## [WHAT IS EXPECTED]
Could you copy every record exactly as it appears?

## [GIVEN RECORDS]
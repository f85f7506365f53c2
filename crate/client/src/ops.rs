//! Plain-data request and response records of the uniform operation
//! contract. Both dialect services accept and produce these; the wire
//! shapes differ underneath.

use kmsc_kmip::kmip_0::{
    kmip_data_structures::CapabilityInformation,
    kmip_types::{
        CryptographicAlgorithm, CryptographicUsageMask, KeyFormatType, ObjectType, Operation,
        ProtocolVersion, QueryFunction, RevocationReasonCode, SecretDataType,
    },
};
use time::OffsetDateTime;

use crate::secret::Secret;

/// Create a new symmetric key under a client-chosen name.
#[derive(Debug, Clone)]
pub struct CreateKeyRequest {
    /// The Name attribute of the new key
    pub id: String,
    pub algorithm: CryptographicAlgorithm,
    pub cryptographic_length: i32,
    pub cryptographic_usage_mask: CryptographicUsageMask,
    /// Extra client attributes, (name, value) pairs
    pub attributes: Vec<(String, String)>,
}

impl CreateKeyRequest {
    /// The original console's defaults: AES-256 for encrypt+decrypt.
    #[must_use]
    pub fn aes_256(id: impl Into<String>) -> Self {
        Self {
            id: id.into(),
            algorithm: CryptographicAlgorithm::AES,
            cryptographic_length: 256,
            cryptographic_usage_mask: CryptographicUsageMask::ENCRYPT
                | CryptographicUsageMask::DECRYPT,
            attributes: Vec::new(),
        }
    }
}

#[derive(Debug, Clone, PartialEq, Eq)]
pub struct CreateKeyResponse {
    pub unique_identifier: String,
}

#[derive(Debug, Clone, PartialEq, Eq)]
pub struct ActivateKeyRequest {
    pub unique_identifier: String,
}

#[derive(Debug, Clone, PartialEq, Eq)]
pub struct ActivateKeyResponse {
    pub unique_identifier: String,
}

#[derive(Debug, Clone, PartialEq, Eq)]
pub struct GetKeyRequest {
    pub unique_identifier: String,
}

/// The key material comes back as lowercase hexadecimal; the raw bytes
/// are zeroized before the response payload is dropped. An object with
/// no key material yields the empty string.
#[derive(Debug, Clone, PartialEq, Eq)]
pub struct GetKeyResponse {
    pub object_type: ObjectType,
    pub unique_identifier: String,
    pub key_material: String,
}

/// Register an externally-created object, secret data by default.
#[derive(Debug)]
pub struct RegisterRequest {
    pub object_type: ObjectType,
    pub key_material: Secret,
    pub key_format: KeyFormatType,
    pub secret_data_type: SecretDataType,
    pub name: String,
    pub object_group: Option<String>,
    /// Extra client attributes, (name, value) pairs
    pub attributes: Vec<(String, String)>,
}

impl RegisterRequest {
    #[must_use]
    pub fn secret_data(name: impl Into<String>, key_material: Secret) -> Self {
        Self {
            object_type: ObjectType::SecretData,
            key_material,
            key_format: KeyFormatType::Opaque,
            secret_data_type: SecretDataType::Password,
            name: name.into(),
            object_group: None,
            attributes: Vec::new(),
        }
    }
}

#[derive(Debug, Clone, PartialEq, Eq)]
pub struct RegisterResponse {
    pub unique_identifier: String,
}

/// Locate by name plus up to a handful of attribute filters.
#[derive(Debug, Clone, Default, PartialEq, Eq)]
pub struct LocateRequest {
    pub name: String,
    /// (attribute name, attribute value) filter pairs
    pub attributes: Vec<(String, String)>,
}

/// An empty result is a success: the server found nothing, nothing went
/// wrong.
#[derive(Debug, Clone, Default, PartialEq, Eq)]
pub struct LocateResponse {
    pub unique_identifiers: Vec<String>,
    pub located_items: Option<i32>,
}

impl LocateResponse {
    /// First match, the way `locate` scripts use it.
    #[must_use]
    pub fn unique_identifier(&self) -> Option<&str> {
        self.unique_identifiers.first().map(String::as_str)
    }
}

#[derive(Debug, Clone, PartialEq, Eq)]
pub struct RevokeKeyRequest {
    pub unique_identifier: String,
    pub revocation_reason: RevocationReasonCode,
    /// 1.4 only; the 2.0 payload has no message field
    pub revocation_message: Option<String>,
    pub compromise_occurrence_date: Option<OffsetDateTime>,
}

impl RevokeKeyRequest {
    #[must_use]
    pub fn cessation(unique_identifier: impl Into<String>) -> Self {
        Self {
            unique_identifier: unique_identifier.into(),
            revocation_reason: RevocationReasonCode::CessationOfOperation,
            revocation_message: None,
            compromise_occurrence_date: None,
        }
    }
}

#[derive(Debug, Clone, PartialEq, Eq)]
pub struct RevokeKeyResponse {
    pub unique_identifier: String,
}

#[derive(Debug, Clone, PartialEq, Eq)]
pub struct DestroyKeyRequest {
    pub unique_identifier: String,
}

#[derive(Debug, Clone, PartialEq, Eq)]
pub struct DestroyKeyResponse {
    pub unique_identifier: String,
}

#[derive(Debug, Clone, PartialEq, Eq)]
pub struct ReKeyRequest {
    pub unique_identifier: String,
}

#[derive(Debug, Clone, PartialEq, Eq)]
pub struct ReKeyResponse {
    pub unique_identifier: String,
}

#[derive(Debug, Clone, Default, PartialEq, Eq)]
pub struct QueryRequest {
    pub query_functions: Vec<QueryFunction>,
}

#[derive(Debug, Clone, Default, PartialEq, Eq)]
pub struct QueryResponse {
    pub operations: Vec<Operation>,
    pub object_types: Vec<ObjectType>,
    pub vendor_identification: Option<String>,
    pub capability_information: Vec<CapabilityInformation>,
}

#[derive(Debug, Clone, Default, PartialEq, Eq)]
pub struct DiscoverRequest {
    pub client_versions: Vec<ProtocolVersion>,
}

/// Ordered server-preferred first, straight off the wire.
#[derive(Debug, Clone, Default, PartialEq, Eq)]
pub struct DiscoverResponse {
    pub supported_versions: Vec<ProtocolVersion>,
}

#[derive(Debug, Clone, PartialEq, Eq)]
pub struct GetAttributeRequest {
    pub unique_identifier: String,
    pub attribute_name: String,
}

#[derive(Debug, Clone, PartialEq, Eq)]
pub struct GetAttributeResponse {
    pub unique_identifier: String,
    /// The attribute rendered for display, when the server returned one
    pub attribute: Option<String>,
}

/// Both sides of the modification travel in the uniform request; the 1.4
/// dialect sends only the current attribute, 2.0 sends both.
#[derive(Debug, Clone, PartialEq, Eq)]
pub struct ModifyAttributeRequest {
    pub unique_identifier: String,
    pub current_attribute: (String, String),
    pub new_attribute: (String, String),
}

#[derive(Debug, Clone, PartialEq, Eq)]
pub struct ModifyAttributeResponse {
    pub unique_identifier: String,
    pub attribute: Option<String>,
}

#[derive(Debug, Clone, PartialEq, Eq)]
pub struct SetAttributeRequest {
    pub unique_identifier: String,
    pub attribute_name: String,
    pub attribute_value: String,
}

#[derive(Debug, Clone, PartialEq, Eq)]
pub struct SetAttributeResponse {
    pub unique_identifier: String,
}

## [RESPONSE AREA]
repository f85f7506365f53c2
filename crate/client/src/ops.rs
//! Plain-data request and response records of the uniform operation
//! contract. Both dialect services accept and produce these; the wire
//! shapes differ underneath.

use kmsc_kmip::kmip_0::{
    kmip_data_structures::CapabilityInformation,
    kmip_types::{
        CryptographicAlgorithm, CryptographicUsageMask, KeyFormatType, ObjectType, Operation,
        ProtocolVersion, QueryFunction, RevocationReasonCode, SecretDataType,
    },
};
use time::OffsetDateTime;

use crate::secret::Secret;

/// Create a new symmetric key under a client-chosen name.
#[derive(Debug, Clone)]
pub struct CreateKeyRequest {
    /// The Name attribute of the new key
    pub id: String,
    pub algorithm: CryptographicAlgorithm,
    pub cryptographic_length: i32,
    pub cryptographic_usage_mask: CryptographicUsageMask,
    /// Extra client attributes, (name, value) pairs
    pub attributes: Vec<(String, String)>,
}

impl CreateKeyRequest {
    /// The original console's defaults: AES-256 for encrypt+decrypt.
    #[must_use]
    pub fn aes_256(id: impl Into<String>) -> Self {
        Self {
            id: id.into(),
            algorithm: CryptographicAlgorithm::AES,
            cryptographic_length: 256,
            cryptographic_usage_mask: CryptographicUsageMask::ENCRYPT
                | CryptographicUsageMask::DECRYPT,
            attributes: Vec::new(),
        }
    }
}

#[derive(Debug, Clone, PartialEq, Eq)]
pub struct CreateKeyResponse {
    pub unique_identifier: String,
}

#[derive(Debug, Clone, PartialEq, Eq)]
pub struct ActivateKeyRequest {
    pub unique_identifier: String,
}

#[derive(Debug, Clone, PartialEq, Eq)]
pub struct ActivateKeyResponse {
    pub unique_identifier: String,
}

#[derive(Debug, Clone, PartialEq, Eq)]
pub struct GetKeyRequest {
    pub unique_identifier: String,
}

/// The key material comes back as lowercase hexadecimal; the raw bytes
/// are zeroized before the response payload is dropped. An object with
/// no key material yields the empty string.
#[derive(Debug, Clone, PartialEq, Eq)]
pub struct GetKeyResponse {
    pub object_type: ObjectType,
    pub unique_identifier: String,
    pub key_material: String,
}

/// Register an externally-created object, secret data by default.
#[derive(Debug)]
pub struct RegisterRequest {
    pub object_type: ObjectType,
    pub key_material: Secret,
    pub key_format: KeyFormatType,
    pub secret_data_type: SecretDataType,
    pub name: String,
    pub object_group: Option<String>,
    /// Extra client attributes, (name, value) pairs
    pub attributes: Vec<(String, String)>,
}

impl RegisterRequest {
    #[must_use]
    pub fn secret_data(name: impl Into<String>, key_material: Secret) -> Self {
        Self {
            object_type: ObjectType::SecretData,
            key_material,
            key_format: KeyFormatType::Opaque,
            secret_data_type: SecretDataType::Password,
            name: name.into(),
            object_group: None,
            attributes: Vec::new(),
        }
    }
}

#[derive(Debug, Clone, PartialEq, Eq)]
pub struct RegisterResponse {
    pub unique_identifier: String,
}

/// Locate by name plus up to a handful of attribute filters.
#[derive(Debug, Clone, Default, PartialEq, Eq)]
pub struct LocateRequest {
    pub name: String,
    /// (attribute name, attribute value) filter pairs
    pub attributes: Vec<(String, String)>,
}

/// An empty result is a success: the server found nothing, nothing went
/// wrong.
#[derive(Debug, Clone, Default, PartialEq, Eq)]
pub struct LocateResponse {
    pub unique_identifiers: Vec<String>,
    pub located_items: Option<i32>,
}

impl LocateResponse {
    /// First match, the way `locate` scripts use it.
    #[must_use]
    pub fn unique_identifier(&self) -> Option<&str> {
        self.unique_identifiers.first().map(String::as_str)
    }
}

#[derive(Debug, Clone, PartialEq, Eq)]
pub struct RevokeKeyRequest {
    pub unique_identifier: String,
    pub revocation_reason: RevocationReasonCode,
    /// 1.4 only; the 2.0 payload has no message field
    pub revocation_message: Option<String>,
    pub compromise_occurrence_date: Option<OffsetDateTime>,
}

impl RevokeKeyRequest {
    #[must_use]
    pub fn cessation(unique_identifier: impl Into<String>) -> Self {
        Self {
            unique_identifier: unique_identifier.into(),
            revocation_reason: RevocationReasonCode::CessationOfOperation,
            revocation_message: None,
            compromise_occurrence_date: None,
        }
    }
}

#[derive(Debug, Clone, PartialEq, Eq)]
pub struct RevokeKeyResponse {
    pub unique_identifier: String,
}

#[derive(Debug, Clone, PartialEq, Eq)]
pub struct DestroyKeyRequest {
    pub unique_identifier: String,
}

#[derive(Debug, Clone, PartialEq, Eq)]
pub struct DestroyKeyResponse {
    pub unique_identifier: String,
}

#[derive(Debug, Clone, PartialEq, Eq)]
pub struct ReKeyRequest {
    pub unique_identifier: String,
}

#[derive(Debug, Clone, PartialEq, Eq)]
pub struct ReKeyResponse {
    pub unique_identifier: String,
}

#[derive(Debug, Clone, Default, PartialEq, Eq)]
pub struct QueryRequest {
    pub query_functions: Vec<QueryFunction>,
}

#[derive(Debug, Clone, Default, PartialEq, Eq)]
pub struct QueryResponse {
    pub operations: Vec<Operation>,
    pub object_types: Vec<ObjectType>,
    pub vendor_identification: Option<String>,
    pub capability_information: Vec<CapabilityInformation>,
}

#[derive(Debug, Clone, Default, PartialEq, Eq)]
pub struct DiscoverRequest {
    pub client_versions: Vec<ProtocolVersion>,
}

/// Ordered server-preferred first, straight off the wire.
#[derive(Debug, Clone, Default, PartialEq, Eq)]
pub struct DiscoverResponse {
    pub supported_versions: Vec<ProtocolVersion>,
}

#[derive(Debug, Clone, PartialEq, Eq)]
pub struct GetAttributeRequest {
    pub unique_identifier: String,
    pub attribute_name: String,
}

#[derive(Debug, Clone, PartialEq, Eq)]
pub struct GetAttributeResponse {
    pub unique_identifier: String,
    /// The attribute rendered for display, when the server returned one
    pub attribute: Option<String>,
}

/// Both sides of the modification travel in the uniform request; the 1.4
/// dialect sends only the current attribute, 2.0 sends both.
#[derive(Debug, Clone, PartialEq, Eq)]
pub struct ModifyAttributeRequest {
    pub unique_identifier: String,
    pub current_attribute: (String, String),
    pub new_attribute: (String, String),
}

#[derive(Debug, Clone, PartialEq, Eq)]
pub struct ModifyAttributeResponse {
    pub unique_identifier: String,
    pub attribute: Option<String>,
}

#[derive(Debug, Clone, PartialEq, Eq)]
pub struct SetAttributeRequest {
    pub unique_identifier: String,
    pub attribute_name: String,
    pub attribute_value: String,
}

#[derive(Debug, Clone, PartialEq, Eq)]
pub struct SetAttributeResponse {
    pub unique_identifier: String,
}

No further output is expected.